Area boy dies from rare disease contracted while swimming

By MaryHelen Swanson
ECM Post Review, North Branch

Tragedy struck our communities last week when we learned that a 9-year-old boy died of a rare illness contracted from an amoeba in lake water.

It was confirmed by the  U.S. Centers for Disease Control and Prevention Monday, Aug. 13, that the type of ameba known as Naegleria fowleri was the cause of the rare illness that claimed the life of Jack Ariola Erenberg a little over a week ago.

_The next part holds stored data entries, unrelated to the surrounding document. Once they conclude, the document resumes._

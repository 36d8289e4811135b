use crate::{
    errors::ServiceError,
    services::entregas::{
        AsignarEntregaRequest, CambiarEstadoRequest, EntregaSummary, RegistrarUbicacionRequest,
        UbicacionResponse,
    },
    services::novedades::{NovedadResponse, ReportarNovedadRequest},
    ApiResponse, ApiResult, AppState, PaginatedResponse,
};
use axum::{
    extract::{Path, Query, State},
    response::Json,
};
use serde::Deserialize;
use utoipa::{IntoParams, ToSchema};
use uuid::Uuid;

#[derive(Debug, Deserialize, Default, ToSchema, IntoParams)]
#[into_params(parameter_in = Query)]
pub struct EntregaListQuery {
    pub page: Option<u64>,
    pub limit: Option<u64>,
    /// Filter by estado; accepts the legacy synonyms en_camino and llego
    pub estado: Option<String>,
}

#[utoipa::path(
    get,
    path = "/api/v1/entregas",
    params(EntregaListQuery),
    responses(
        (status = 200, description = "Entregas listed", body = ApiResponse<PaginatedResponse<EntregaSummary>>)
    ),
    tag = "entregas"
)]
pub async fn list_entregas(
    State(state): State<AppState>,
    Query(query): Query<EntregaListQuery>,
) -> ApiResult<PaginatedResponse<EntregaSummary>> {
    let page = query.page.unwrap_or(1).max(1);
    let limit = query.limit.unwrap_or(20).clamp(1, 100);

    let (items, total) = state
        .services
        .entregas
        .list_entregas(page, limit, query.estado.as_deref())
        .await?;

    let total_pages = (total + limit - 1) / limit;

    Ok(Json(ApiResponse::success(PaginatedResponse {
        items,
        total,
        page,
        limit,
        total_pages,
    })))
}

#[utoipa::path(
    get,
    path = "/api/v1/entregas/:id",
    params(
        ("id" = Uuid, Path, description = "Entrega ID")
    ),
    responses(
        (status = 200, description = "Entrega fetched", body = ApiResponse<EntregaSummary>),
        (status = 404, description = "Entrega not found", body = crate::errors::ErrorResponse)
    ),
    tag = "entregas"
)]
pub async fn get_entrega(
    State(state): State<AppState>,
    Path(id): Path<Uuid>,
) -> ApiResult<EntregaSummary> {
    match state.services.entregas.get_entrega(id).await? {
        Some(entrega) => Ok(Json(ApiResponse::success(entrega))),
        None => Err(ServiceError::NotFound(format!("Entrega {} not found", id))),
    }
}

#[utoipa::path(
    post,
    path = "/api/v1/entregas/:id/asignar",
    params(
        ("id" = Uuid, Path, description = "Entrega ID")
    ),
    request_body = AsignarEntregaRequest,
    responses(
        (status = 200, description = "Conductor and vehiculo assigned", body = ApiResponse<EntregaSummary>),
        (status = 404, description = "Entrega not found", body = crate::errors::ErrorResponse),
        (status = 422, description = "Entrega not in programado", body = crate::errors::ErrorResponse)
    ),
    tag = "entregas"
)]
pub async fn asignar_entrega(
    State(state): State<AppState>,
    Path(id): Path<Uuid>,
    Json(payload): Json<AsignarEntregaRequest>,
) -> ApiResult<EntregaSummary> {
    let entrega = state.services.entregas.asignar(id, payload).await?;
    Ok(Json(ApiResponse::success(entrega)))
}

#[utoipa::path(
    put,
    path = "/api/v1/entregas/:id/estado",
    params(
        ("id" = Uuid, Path, description = "Entrega ID")
    ),
    request_body = CambiarEstadoRequest,
    responses(
        (status = 200, description = "Estado updated", body = ApiResponse<EntregaSummary>),
        (status = 404, description = "Entrega not found", body = crate::errors::ErrorResponse),
        (status = 422, description = "Invalid transition", body = crate::errors::ErrorResponse)
    ),
    tag = "entregas"
)]
pub async fn cambiar_estado(
    State(state): State<AppState>,
    Path(id): Path<Uuid>,
    Json(payload): Json<CambiarEstadoRequest>,
) -> ApiResult<EntregaSummary> {
    let entrega = state.services.entregas.cambiar_estado(id, payload).await?;
    Ok(Json(ApiResponse::success(entrega)))
}

#[utoipa::path(
    post,
    path = "/api/v1/entregas/:id/ubicaciones",
    params(
        ("id" = Uuid, Path, description = "Entrega ID")
    ),
    request_body = RegistrarUbicacionRequest,
    responses(
        (status = 200, description = "GPS ping recorded", body = ApiResponse<UbicacionResponse>),
        (status = 404, description = "Entrega not found", body = crate::errors::ErrorResponse),
        (status = 422, description = "Entrega already finalized", body = crate::errors::ErrorResponse)
    ),
    tag = "entregas"
)]
pub async fn registrar_ubicacion(
    State(state): State<AppState>,
    Path(id): Path<Uuid>,
    Json(payload): Json<RegistrarUbicacionRequest>,
) -> ApiResult<UbicacionResponse> {
    let ubicacion = state
        .services
        .entregas
        .registrar_ubicacion(id, payload)
        .await?;
    Ok(Json(ApiResponse::success(ubicacion)))
}

#[utoipa::path(
    get,
    path = "/api/v1/entregas/:id/ubicaciones",
    params(
        ("id" = Uuid, Path, description = "Entrega ID")
    ),
    responses(
        (status = 200, description = "GPS trail, oldest first", body = ApiResponse<Vec<UbicacionResponse>>)
    ),
    tag = "entregas"
)]
pub async fn ubicaciones(
    State(state): State<AppState>,
    Path(id): Path<Uuid>,
) -> ApiResult<Vec<UbicacionResponse>> {
    let pings = state.services.entregas.ubicaciones(id).await?;
    Ok(Json(ApiResponse::success(pings)))
}

#[utoipa::path(
    post,
    path = "/api/v1/entregas/:id/novedades",
    params(
        ("id" = Uuid, Path, description = "Entrega ID")
    ),
    request_body = ReportarNovedadRequest,
    responses(
        (status = 200, description = "Novedad reported", body = ApiResponse<NovedadResponse>),
        (status = 404, description = "Entrega not found", body = crate::errors::ErrorResponse),
        (status = 422, description = "Entrega not in transit", body = crate::errors::ErrorResponse)
    ),
    tag = "entregas"
)]
pub async fn reportar_novedad(
    State(state): State<AppState>,
    Path(id): Path<Uuid>,
    Json(payload): Json<ReportarNovedadRequest>,
) -> ApiResult<NovedadResponse> {
    let novedad = state.services.novedades.reportar(id, payload).await?;
    Ok(Json(ApiResponse::success(novedad)))
}

#[utoipa::path(
    get,
    path = "/api/v1/entregas/:id/novedades",
    params(
        ("id" = Uuid, Path, description = "Entrega ID")
    ),
    responses(
        (status = 200, description = "Incidents for the entrega", body = ApiResponse<Vec<NovedadResponse>>)
    ),
    tag = "entregas"
)]
pub async fn novedades_de_entrega(
    State(state): State<AppState>,
    Path(id): Path<Uuid>,
) -> ApiResult<Vec<NovedadResponse>> {
    let novedades = state.services.novedades.list_por_entrega(id).await?;
    Ok(Json(ApiResponse::success(novedades)))
}
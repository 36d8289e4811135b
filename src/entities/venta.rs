use chrono::{DateTime, Utc};
use rust_decimal::Decimal;
use sea_orm::entity::prelude::*;
use serde::{Deserialize, Serialize};
use uuid::Uuid;

/// Confirmed sale, produced only by converting a proforma whose stock holds
/// were all still vigentes.
#[derive(Clone, Debug, PartialEq, DeriveEntityModel, Serialize, Deserialize)]
#[sea_orm(table_name = "ventas")]
pub struct Model {
    #[sea_orm(primary_key, auto_increment = false)]
    pub id: Uuid,
    #[sea_orm(unique)]
    pub numero: String,
    pub proforma_id: Uuid,
    pub cliente_id: Uuid,
    pub total: Decimal,
    pub estado: String,
    pub created_at: DateTime<Utc>,
}

#[derive(Copy, Clone, Debug, EnumIter, DeriveRelation)]
pub enum Relation {
    #[sea_orm(
        belongs_to = "super::proforma::Entity",
        from = "Column::ProformaId",
        to = "super::proforma::Column::Id"
    )]
    Proforma,
    #[sea_orm(has_many = "super::entrega::Entity")]
    Entregas,
}

impl Related<super::proforma::Entity> for Entity {
    fn to() -> RelationDef {
        Relation::Proforma.def()
    }
}

impl Related<super::entrega::Entity> for Entity {
    fn to() -> RelationDef {
        Relation::Entregas.def()
    }
}

impl ActiveModelBehavior for ActiveModel {}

The results of the CDC confirmatory clinical testing was reported to the Minnesota Department of Health who said the cause of the illness had been 99 percent certain before, but the CDC test results made it 100 percent certain.

Jack Ariola Erenberg

It will never be possible to know for sure where the child was infected, but the timing of the illness and other factors point to Lily Lake in Washington County where the boy had been swimming with his siblings two weeks ago.

Last week Stillwater officials had taped off the Lily Lake beach and boat launch areas to keep people out of the water.

This was the second time in two years that Lily Lake has been ordered closed after a child had died from this brain infection, a state Department of Health official said.

Seven-year-old Annie Bahneman from Stillwater died of the illness two years ago. She had taken a late summer swim in Lily Lake and it was later believed she had contracted the illness from that lake.

The amoeba, Naegleri fowleri, causes primary amebic meningoencephalitis (PAM) and is found in warm freshwater. It is a very rare illness with only 125 cases reported since 1924. It is mostly found in southern states and these two deaths are the only ones reported in Minnesota.

This summer’s warm weather likely contributed to the amoeba’s proliferation, said an assistant state epidemiologist.

“The way the amoeba gets in to you is that when you dive or go underwater it forces itself up your nose and crawls up your olfactory nerve to your brain where it proliferates,” he said.

Symptoms are severe headache, neck ache, blurred vision and slurred speech. This leads to the victim falling unconscious, into a coma and results in eventual death.

Young Jack had been a student at Jacobson Elementary during the 2011-12 school year and moved to the Stillwater area with his mother sometime in early 2012.

His funeral was held Saturday, Aug. 11.